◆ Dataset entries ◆
--- START ---

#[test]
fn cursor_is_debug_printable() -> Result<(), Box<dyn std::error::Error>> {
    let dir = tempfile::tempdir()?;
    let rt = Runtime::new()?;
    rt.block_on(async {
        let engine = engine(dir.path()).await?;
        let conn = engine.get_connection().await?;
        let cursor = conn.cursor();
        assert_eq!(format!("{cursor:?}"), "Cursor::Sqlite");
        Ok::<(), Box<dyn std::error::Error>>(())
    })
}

--- END ---
--- START ---

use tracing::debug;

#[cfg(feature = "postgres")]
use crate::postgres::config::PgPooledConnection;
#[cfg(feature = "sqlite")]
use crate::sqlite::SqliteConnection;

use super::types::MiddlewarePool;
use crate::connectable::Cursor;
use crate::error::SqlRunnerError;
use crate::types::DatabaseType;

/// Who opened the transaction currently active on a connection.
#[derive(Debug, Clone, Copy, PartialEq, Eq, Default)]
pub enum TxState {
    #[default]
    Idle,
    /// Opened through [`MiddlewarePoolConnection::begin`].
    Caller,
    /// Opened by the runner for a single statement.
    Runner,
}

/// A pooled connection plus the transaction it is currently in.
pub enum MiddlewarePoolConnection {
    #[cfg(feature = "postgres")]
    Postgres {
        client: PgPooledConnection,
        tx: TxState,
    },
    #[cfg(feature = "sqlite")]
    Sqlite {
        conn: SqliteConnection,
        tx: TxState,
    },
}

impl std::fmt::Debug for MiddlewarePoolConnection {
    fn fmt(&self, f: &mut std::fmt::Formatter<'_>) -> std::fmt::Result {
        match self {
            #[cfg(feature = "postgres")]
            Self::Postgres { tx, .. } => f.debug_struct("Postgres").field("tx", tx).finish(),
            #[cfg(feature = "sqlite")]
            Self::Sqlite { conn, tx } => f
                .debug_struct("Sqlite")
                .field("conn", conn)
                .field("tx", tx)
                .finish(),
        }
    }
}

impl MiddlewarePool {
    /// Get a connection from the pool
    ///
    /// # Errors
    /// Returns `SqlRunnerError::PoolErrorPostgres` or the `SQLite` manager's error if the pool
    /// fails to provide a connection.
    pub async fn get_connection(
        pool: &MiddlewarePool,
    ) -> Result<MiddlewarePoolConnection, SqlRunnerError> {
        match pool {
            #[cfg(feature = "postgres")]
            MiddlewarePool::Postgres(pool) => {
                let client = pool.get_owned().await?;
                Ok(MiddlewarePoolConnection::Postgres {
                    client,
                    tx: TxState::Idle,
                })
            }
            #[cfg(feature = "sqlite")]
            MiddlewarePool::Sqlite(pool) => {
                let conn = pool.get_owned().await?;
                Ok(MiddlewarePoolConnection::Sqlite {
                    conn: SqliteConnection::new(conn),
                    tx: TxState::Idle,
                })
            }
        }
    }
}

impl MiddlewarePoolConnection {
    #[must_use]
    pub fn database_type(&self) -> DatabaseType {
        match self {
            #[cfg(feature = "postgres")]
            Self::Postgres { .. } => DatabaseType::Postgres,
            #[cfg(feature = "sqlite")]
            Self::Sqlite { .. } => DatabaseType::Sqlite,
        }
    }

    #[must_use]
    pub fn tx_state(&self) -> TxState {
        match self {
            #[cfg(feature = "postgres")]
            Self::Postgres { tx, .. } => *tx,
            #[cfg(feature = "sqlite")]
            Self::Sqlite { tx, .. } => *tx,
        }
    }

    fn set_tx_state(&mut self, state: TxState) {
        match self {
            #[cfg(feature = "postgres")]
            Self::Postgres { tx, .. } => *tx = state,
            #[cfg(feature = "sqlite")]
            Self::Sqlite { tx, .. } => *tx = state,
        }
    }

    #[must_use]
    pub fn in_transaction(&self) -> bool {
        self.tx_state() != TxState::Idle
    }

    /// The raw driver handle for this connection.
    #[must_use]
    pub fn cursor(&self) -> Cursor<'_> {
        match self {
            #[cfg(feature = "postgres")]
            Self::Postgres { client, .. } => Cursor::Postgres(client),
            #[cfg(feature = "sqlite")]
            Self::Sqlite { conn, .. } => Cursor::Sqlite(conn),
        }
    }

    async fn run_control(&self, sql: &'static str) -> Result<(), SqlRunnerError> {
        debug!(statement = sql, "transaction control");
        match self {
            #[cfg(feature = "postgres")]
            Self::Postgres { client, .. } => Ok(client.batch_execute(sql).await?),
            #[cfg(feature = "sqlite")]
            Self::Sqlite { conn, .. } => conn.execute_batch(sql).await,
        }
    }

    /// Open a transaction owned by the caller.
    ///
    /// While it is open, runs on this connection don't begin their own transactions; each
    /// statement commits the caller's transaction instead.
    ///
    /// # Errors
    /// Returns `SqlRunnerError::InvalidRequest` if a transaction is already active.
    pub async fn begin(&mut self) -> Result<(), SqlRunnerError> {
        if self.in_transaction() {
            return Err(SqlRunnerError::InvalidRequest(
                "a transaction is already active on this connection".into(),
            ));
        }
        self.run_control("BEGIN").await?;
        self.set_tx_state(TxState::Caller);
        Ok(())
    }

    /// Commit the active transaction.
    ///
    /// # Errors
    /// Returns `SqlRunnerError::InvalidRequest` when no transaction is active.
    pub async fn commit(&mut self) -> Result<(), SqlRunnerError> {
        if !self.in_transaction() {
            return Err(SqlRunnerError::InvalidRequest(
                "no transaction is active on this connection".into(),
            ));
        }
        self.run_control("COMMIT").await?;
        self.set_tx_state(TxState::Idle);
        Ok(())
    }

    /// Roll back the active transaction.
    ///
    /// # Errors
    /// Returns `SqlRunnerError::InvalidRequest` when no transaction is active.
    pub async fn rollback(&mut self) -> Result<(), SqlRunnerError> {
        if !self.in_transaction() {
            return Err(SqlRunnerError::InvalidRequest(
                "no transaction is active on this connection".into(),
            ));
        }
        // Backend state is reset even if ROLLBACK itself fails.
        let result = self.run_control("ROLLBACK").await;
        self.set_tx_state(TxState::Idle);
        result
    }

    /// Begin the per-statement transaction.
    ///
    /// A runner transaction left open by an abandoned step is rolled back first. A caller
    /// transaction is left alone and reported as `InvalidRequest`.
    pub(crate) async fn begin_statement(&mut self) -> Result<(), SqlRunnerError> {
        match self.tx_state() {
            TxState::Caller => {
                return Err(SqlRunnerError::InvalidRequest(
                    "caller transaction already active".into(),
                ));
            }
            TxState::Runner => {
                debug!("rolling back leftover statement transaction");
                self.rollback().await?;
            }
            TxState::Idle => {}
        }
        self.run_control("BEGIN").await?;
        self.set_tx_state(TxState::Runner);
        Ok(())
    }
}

--- END ---

◆ Action item ◆
All lines in the preceding records that hold the word "field" need to be copied.

◆ Exercise answer ◆
            Self::Postgres { tx, .. } => f.debug_struct("Postgres").field("tx", tx).finish(),
                .field("conn", conn)
                .field("tx", tx)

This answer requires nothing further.